2009年10月28日

日本郵政、斎藤体制が発足…取締役18人承認

日本郵政は28日、取締役会を開き、西川善文社長ら7人の取締役が辞任した。

 続いて開いた臨時株主総会では、元大蔵次官の斎藤次郎氏の社長就任など新しい取締役18人を選任し、原口総務相の認可を得て新体制が発足した。今後は、郵便・銀行・保険の3事業一体運営などを柱とする鳩山政権の基本方針に基づき、郵政の抜本見直しに着手する。

 臨時株主総会は午前11時から東京・霞が関の日本郵政本社で開かれ、国側から亀井郵政改革相が出席した。100%の株式を保有する国が株主の権利を行使して経営陣の顔ぶれを決め、株主総会で自らの提案した取締役選任議案を承認する形となった。

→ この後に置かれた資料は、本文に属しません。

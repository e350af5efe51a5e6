// crates/uz_cli/src/main.rs
//
// uz: load → validate → evaluate → write result.json (canonical) → self-verify →
// optional reports. Exit codes: 0 ok, 2 validation, 3 self-verify, 4 I/O, 5 input/config.

mod args;

mod exitcodes {
    pub const OK: i32 = 0;
    pub const VALIDATION: i32 = 2;
    pub const SELF_VERIFY: i32 = 3;
    pub const IO: i32 = 4;
    pub const INPUT: i32 = 5;
}

use std::fs;
use std::path::Path;
use std::process::ExitCode;

use tracing::{error, info};
use tracing_subscriber::{fmt, layer::SubscriberExt, util::SubscriberInitExt, EnvFilter};

use args::{parse_and_validate as parse_cli, Args};

use uz_io::canonical_json;
use uz_pipeline::{
    ctx_from_manifest, ctx_from_paths, ctx_from_preset, recompute_result_id, run_with_ctx, validate,
    PipelineCtx, PipelineError, PipelineOutputs, ValidationReport,
};
use uz_report::{build_model, ReportError, ReportModel};

/// Central error type for CLI → exit-code mapping.
#[derive(Debug)]
enum MainError {
    /// Configuration report has errors.
    Validation(String),
    /// Written artifact does not match what was computed, or an input digest mismatched.
    SelfVerify(String),
    Io(String),
    /// Schema, manifest shape or configuration domain failures.
    Input(String),
    Render(String),
}

impl std::fmt::Display for MainError {
    fn fmt(&self, f: &mut std::fmt::Formatter<'_>) -> std::fmt::Result {
        match self {
            MainError::Validation(m) => write!(f, "validation: {m}"),
            MainError::SelfVerify(m) => write!(f, "self-verify: {m}"),
            MainError::Io(m) => write!(f, "io: {m}"),
            MainError::Input(m) => write!(f, "{m}"),
            MainError::Render(m) => write!(f, "render: {m}"),
        }
    }
}

fn main() -> ExitCode {
    let args = match parse_cli() {
        Ok(a) => a,
        Err(e) => {
            eprintln!("uz: error: {e}");
            return ExitCode::from(exitcodes::VALIDATION as u8);
        }
    };
    init_tracing(args.log_level());

    let outcome = if args.validate_only { validate_only(&args) } else { run_once(&args) };
    let rc = match outcome {
        Ok(()) => exitcodes::OK,
        Err(e) => {
            error!("{e}");
            map_error(&e)
        }
    };
    ExitCode::from(rc as u8)
}

/// Compact stderr logging; `RUST_LOG` overrides the flag-derived level.
fn init_tracing(default_level: &str) {
    let filter = EnvFilter::try_from_default_env().unwrap_or_else(|_| EnvFilter::new(default_level));
    let _ = tracing_subscriber::registry()
        .with(filter)
        .with(fmt::layer().compact().with_target(false).with_writer(std::io::stderr))
        .try_init();
}

fn map_error(e: &MainError) -> i32 {
    use exitcodes::*;
    match e {
        MainError::Validation(_) => VALIDATION,
        MainError::SelfVerify(_) => SELF_VERIFY,
        MainError::Io(_) | MainError::Render(_) => IO,
        MainError::Input(_) => INPUT,
    }
}

fn map_pipeline_err(e: PipelineError) -> MainError {
    match e {
        PipelineError::Validation(report) => {
            print_report(&report);
            MainError::Validation(format!("{} configuration error(s)", report.errors().count()))
        }
        PipelineError::Io(m) => MainError::Io(m),
        PipelineError::Integrity(m) | PipelineError::Build(m) => MainError::SelfVerify(m),
        e @ (PipelineError::Schema(_) | PipelineError::Manifest(_) | PipelineError::Config(_)) => {
            MainError::Input(e.to_string())
        }
    }
}

fn map_report_err(e: ReportError) -> MainError {
    MainError::Render(e.to_string())
}

fn load_ctx(args: &Args) -> Result<PipelineCtx, MainError> {
    let mut ctx = match (&args.manifest, &args.parcels, &args.policies, &args.preset) {
        (Some(m), ..) => ctx_from_manifest(m),
        (None, Some(p), Some(c), _) => ctx_from_paths(p, c),
        (None, Some(p), None, Some(preset)) => ctx_from_preset(p, preset),
        _ => return Err(MainError::Input("no input source".into())),
    }
    .map_err(map_pipeline_err)?;

    if let Some(flag) = args.unlikely_override() {
        info!(exclude_unlikely = flag, "command-line override");
        ctx.config.exclude_unlikely = flag;
    }
    Ok(ctx)
}

/// Load inputs and print the configuration report to stdout. Exit 2 when it has errors.
fn validate_only(args: &Args) -> Result<(), MainError> {
    let ctx = load_ctx(args)?;
    let report = validate(&ctx.config);
    let text = serde_json::to_string_pretty(&report).map_err(|e| MainError::Io(e.to_string()))?;
    println!("{text}");
    if report.pass {
        info!(parcels = ctx.parcels.len(), policies = ctx.config.policies.len(), "inputs OK");
        Ok(())
    } else {
        Err(MainError::Validation(format!("{} configuration error(s)", report.errors().count())))
    }
}

fn run_once(args: &Args) -> Result<(), MainError> {
    let ctx = load_ctx(args)?;
    let outs = run_with_ctx(ctx).map_err(map_pipeline_err)?;

    let result_path = write_result(&args.out, &outs)?;
    self_verify(&result_path, &outs)?;
    maybe_render_reports(args, &outs)?;

    let s = &outs.result.body.summary;
    info!(
        id = %outs.result.id,
        parcels = s.total_parcels,
        units = s.total_units,
        additional = s.additional_units,
        out = %args.out.display(),
        "result written"
    );
    if !args.quiet {
        println!("{}", outs.result.id);
    }
    Ok(())
}

fn write_result(out_dir: &Path, outs: &PipelineOutputs) -> Result<std::path::PathBuf, MainError> {
    fs::create_dir_all(out_dir).map_err(|e| MainError::Io(format!("mkdir {}: {e}", out_dir.display())))?;
    let path = out_dir.join("result.json");
    canonical_json::write_canonical_file(&path, &outs.result)
        .map_err(|e| MainError::Io(format!("write result.json: {e}")))?;
    Ok(path)
}

/// The bytes on disk must be the canonical bytes of the in-memory result, and
/// the id must hash back from the body.
fn self_verify(path: &Path, outs: &PipelineOutputs) -> Result<(), MainError> {
    let on_disk = fs::read(path).map_err(|e| MainError::Io(format!("read back {}: {e}", path.display())))?;
    let expected = canonical_json::to_canonical_bytes(&outs.result).map_err(|e| MainError::SelfVerify(e.to_string()))?;
    if on_disk != expected {
        return Err(MainError::SelfVerify("result.json differs from computed bytes".into()));
    }
    let id = recompute_result_id(&outs.result).map_err(map_pipeline_err)?;
    if id != outs.result.id {
        return Err(MainError::SelfVerify(format!("result id mismatch: {} vs {id}", outs.result.id)));
    }
    Ok(())
}

fn maybe_render_reports(args: &Args, outs: &PipelineOutputs) -> Result<(), MainError> {
    if args.render.is_empty() {
        return Ok(());
    }
    let value = serde_json::to_value(&outs.result).map_err(|e| MainError::Render(format!("result to JSON: {e}")))?;
    let model = build_model(&value).map_err(map_report_err)?;

    for fmt in &args.render {
        match fmt.as_str() {
            "json" => render_json_report(&model, &args.out)?,
            "html" => render_html_report(&model, &args.out)?,
            other => return Err(MainError::Render(format!("unknown renderer: {other}"))),
        }
    }
    Ok(())
}

fn render_json_report(model: &ReportModel, out_dir: &Path) -> Result<(), MainError> {
    #[cfg(feature = "report-json")]
    {
        let text = uz_report::render_json(model).map_err(map_report_err)?;
        write_text(&out_dir.join("report.json"), &text)
    }
    #[cfg(not(feature = "report-json"))]
    {
        let _ = (model, out_dir);
        Err(MainError::Render("json renderer not enabled (build with feature `report-json`)".into()))
    }
}

fn render_html_report(model: &ReportModel, out_dir: &Path) -> Result<(), MainError> {
    #[cfg(feature = "report-html")]
    {
        let text = uz_report::render_html(model).map_err(map_report_err)?;
        write_text(&out_dir.join("report.html"), &text)
    }
    #[cfg(not(feature = "report-html"))]
    {
        let _ = (model, out_dir);
        Err(MainError::Render("html renderer not enabled (build with feature `report-html`)".into()))
    }
}

#[allow(dead_code)]
fn write_text(path: &Path, text: &str) -> Result<(), MainError> {
    canonical_json::write_atomic(path, text.as_bytes())
        .map_err(|e| MainError::Io(format!("write {}: {e}", path.display())))
}

fn print_report(report: &ValidationReport) {
    for i in &report.issues {
        eprintln!("{:?} {} at {}: {}", i.severity, i.code, i.where_, i.message);
    }
}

 取締役の数は西川体制の9人から18人に倍増した。新社長を支える副社長は4人で、坂篤郎・前内閣官房副長官補、足立盛二郎・元郵政事業庁長官の官僚OB2人と、民間出身者2人を起用した。社外取締役には、新潟県加茂市長の小池清彦氏や作家の曽野綾子氏、原田明夫・元検事総長らを新たに起用し、財界人や官僚OBだけでなく、地方自治体や有識者など、幅広い意見を経営に反映させるようにした。

 西川体制から引き続いて取締役を務めるのは、西岡喬会長(三菱重工業相談役)と奥田碩氏(トヨタ自動車相談役)の2人だけとなる。

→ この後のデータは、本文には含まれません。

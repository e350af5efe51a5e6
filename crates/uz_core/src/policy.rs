//! Policy rings and the evaluation-wide configuration.
//!
//! Notes:
//! - Rings are interpreted as concentric bands once sorted ascending by
//!   `distance_ft`; the first ring whose threshold is ≥ the parcel distance applies.
//! - The core does not reject overlapping/unsorted rings; the pipeline's
//!   validation report flags them at the boundary.
//! - Every optional knob has a documented default (see the `default_*` fns).

use core::fmt;

#[cfg(feature = "serde")]
use serde::{Deserialize, Serialize};

use crate::ids::PolicyName;

/// ------------ Macros ------------

/// Define an enum with explicit wire tokens.
macro_rules! wire_enum {
    ($(#[$m:meta])* $name:ident => { $($variant:ident = $token:expr),+ $(,)? }) => {
        $(#[$m])*
        #[derive(Debug, Clone, Copy, PartialEq, Eq, Hash, PartialOrd, Ord)]
        #[cfg_attr(feature = "serde", derive(Serialize, Deserialize))]
        pub enum $name {
            $(
                #[cfg_attr(feature = "serde", serde(rename = $token))]
                $variant,
            )+
        }

        impl $name {
            pub fn as_str(self) -> &'static str {
                match self { $( $name::$variant => $token, )+ }
            }
        }

        impl fmt::Display for $name {
            fn fmt(&self, f: &mut fmt::Formatter<'_>) -> fmt::Result { f.write_str(self.as_str()) }
        }
    };
}

wire_enum!(
    /// Coarse density bucket. Ordered high → low so reports list the dense tier first.
    DensityTier => {
        High = "high",
        Med  = "med",
        Low  = "low"
    }
);

/// Height at or above which a parcel is reported as `high`.
pub const TIER_HIGH_MIN_STORIES: f64 = 8.0;
/// Height at or above which a parcel is reported as `med`.
pub const TIER_MED_MIN_STORIES: f64 = 5.0;

impl DensityTier {
    /// Fixed 8/5 split on assigned height (not derived from the ring configuration).
    pub fn from_height(stories: f64) -> Self {
        if stories >= TIER_HIGH_MIN_STORIES {
            DensityTier::High
        } else if stories >= TIER_MED_MIN_STORIES {
            DensityTier::Med
        } else {
            DensityTier::Low
        }
    }
}

/// One distance band of a policy.
#[derive(Debug, Clone, PartialEq)]
#[cfg_attr(feature = "serde", derive(Serialize, Deserialize))]
#[cfg_attr(feature = "serde", serde(deny_unknown_fields))]
pub struct Ring {
    /// Outer edge of the band, in feet (inclusive).
    pub distance_ft: f64,
    /// Height granted inside the band, in stories.
    pub height_stories: f64,
    /// Zone label granted; may contain `{context}` (see `uz_algo::rings`).
    pub zone_label: String,
    /// Tier echoed onto registry entries; derived from height when omitted.
    #[cfg_attr(feature = "serde", serde(default, skip_serializing_if = "Option::is_none"))]
    pub density_tier: Option<DensityTier>,
}

impl Ring {
    pub fn new(distance_ft: f64, height_stories: f64, zone_label: impl Into<String>) -> Self {
        Ring { distance_ft, height_stories, zone_label: zone_label.into(), density_tier: None }
    }

    pub fn with_tier(mut self, tier: DensityTier) -> Self {
        self.density_tier = Some(tier);
        self
    }

    /// Configured tier, or the height-derived one.
    pub fn effective_tier(&self) -> DensityTier {
        self.density_tier.unwrap_or_else(|| DensityTier::from_height(self.height_stories))
    }
}

/// A named policy: which distance column to read and which rings to apply.
#[derive(Debug, Clone, PartialEq)]
#[cfg_attr(feature = "serde", derive(Serialize, Deserialize))]
#[cfg_attr(feature = "serde", serde(deny_unknown_fields))]
pub struct Policy {
    pub name: PolicyName,
    pub distance_column: String,
    #[cfg_attr(feature = "serde", serde(default))]
    pub rings: Vec<Ring>,
    #[cfg_attr(feature = "serde", serde(default = "default_true"))]
    pub enabled: bool,
}

impl Policy {
    pub fn new(name: PolicyName, distance_column: impl Into<String>, rings: Vec<Ring>) -> Self {
        Policy { name, distance_column: distance_column.into(), rings, enabled: true }
    }
}

/// Evaluation-wide settings plus the ordered policy list.
#[derive(Debug, Clone, PartialEq)]
#[cfg_attr(feature = "serde", derive(Serialize, Deserialize))]
#[cfg_attr(feature = "serde", serde(deny_unknown_fields))]
pub struct EvaluationConfig {
    /// Evaluated strictly in this order; order only matters for equal-height ties.
    pub policies: Vec<Policy>,
    #[cfg_attr(feature = "serde", serde(default = "default_true"))]
    pub exclude_unlikely: bool,
    #[cfg_attr(feature = "serde", serde(default = "default_min_improvement_to_land_ratio"))]
    pub min_improvement_to_land_ratio: f64,
    #[cfg_attr(feature = "serde", serde(default = "default_recent_construction_cutoff_year"))]
    pub recent_construction_cutoff_year: i32,
    #[cfg_attr(feature = "serde", serde(default = "default_min_compactness"))]
    pub min_compactness: f64,
}

fn default_true() -> bool { true }

/// Improvement/land ratio above which redevelopment is assumed uneconomical.
pub fn default_min_improvement_to_land_ratio() -> f64 { 1.5 }

/// Parcels built after this year are assumed unlikely to redevelop soon.
pub fn default_recent_construction_cutoff_year() -> i32 { 2011 }

/// Polsby–Popper score below which a parcel is treated as a sliver.
pub fn default_min_compactness() -> f64 { 0.3 }

impl Default for EvaluationConfig {
    fn default() -> Self {
        EvaluationConfig {
            policies: Vec::new(),
            exclude_unlikely: true,
            min_improvement_to_land_ratio: default_min_improvement_to_land_ratio(),
            recent_construction_cutoff_year: default_recent_construction_cutoff_year(),
            min_compactness: default_min_compactness(),
        }
    }
}

impl EvaluationConfig {
    pub fn with_policies(policies: Vec<Policy>) -> Self {
        EvaluationConfig { policies, ..Default::default() }
    }
}

/// Domain errors on the global knobs.
#[derive(Debug, Clone, PartialEq, Eq)]
pub enum ConfigError {
    Domain(String),
}

impl fmt::Display for ConfigError {
    fn fmt(&self, f: &mut fmt::Formatter<'_>) -> fmt::Result {
        match self {
            ConfigError::Domain(m) => write!(f, "config domain error: {m}"),
        }
    }
}

impl std::error::Error for ConfigError {}

/// Check value domains of the evaluation-wide knobs. Ring/policy structure is
/// checked separately by the pipeline's validation report.
pub fn validate_domains(cfg: &EvaluationConfig) -> Result<(), ConfigError> {
    let r = cfg.min_improvement_to_land_ratio;
    if !(r.is_finite() && r > 0.0) {
        return Err(ConfigError::Domain(format!("min_improvement_to_land_ratio must be > 0, got {r}")));
    }
    let c = cfg.min_compactness;
    if !(0.0..=1.0).contains(&c) {
        return Err(ConfigError::Domain(format!("min_compactness must be in [0,1], got {c}")));
    }
    let y = cfg.recent_construction_cutoff_year;
    if !(1800..=2200).contains(&y) {
        return Err(ConfigError::Domain(format!("recent_construction_cutoff_year out of range: {y}")));
    }
    Ok(())
}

 6月に西川社長の続投を決めた時は、社外取締役らで構成する指名委員会が取締役を決めた。今回は株主提案までの調整で人選が事実上決まり、指名委員会を開かなかった。

 一方、西川社長は取締役会に先立ち、日本郵政グループのすべての役員、社員あてに辞任の理由などを説明するメールを送った。その中で、「新社長の下で、真にお客様に評価される企業グループへと成長していくことを強く期待している」と、新経営陣への協力を呼びかけた。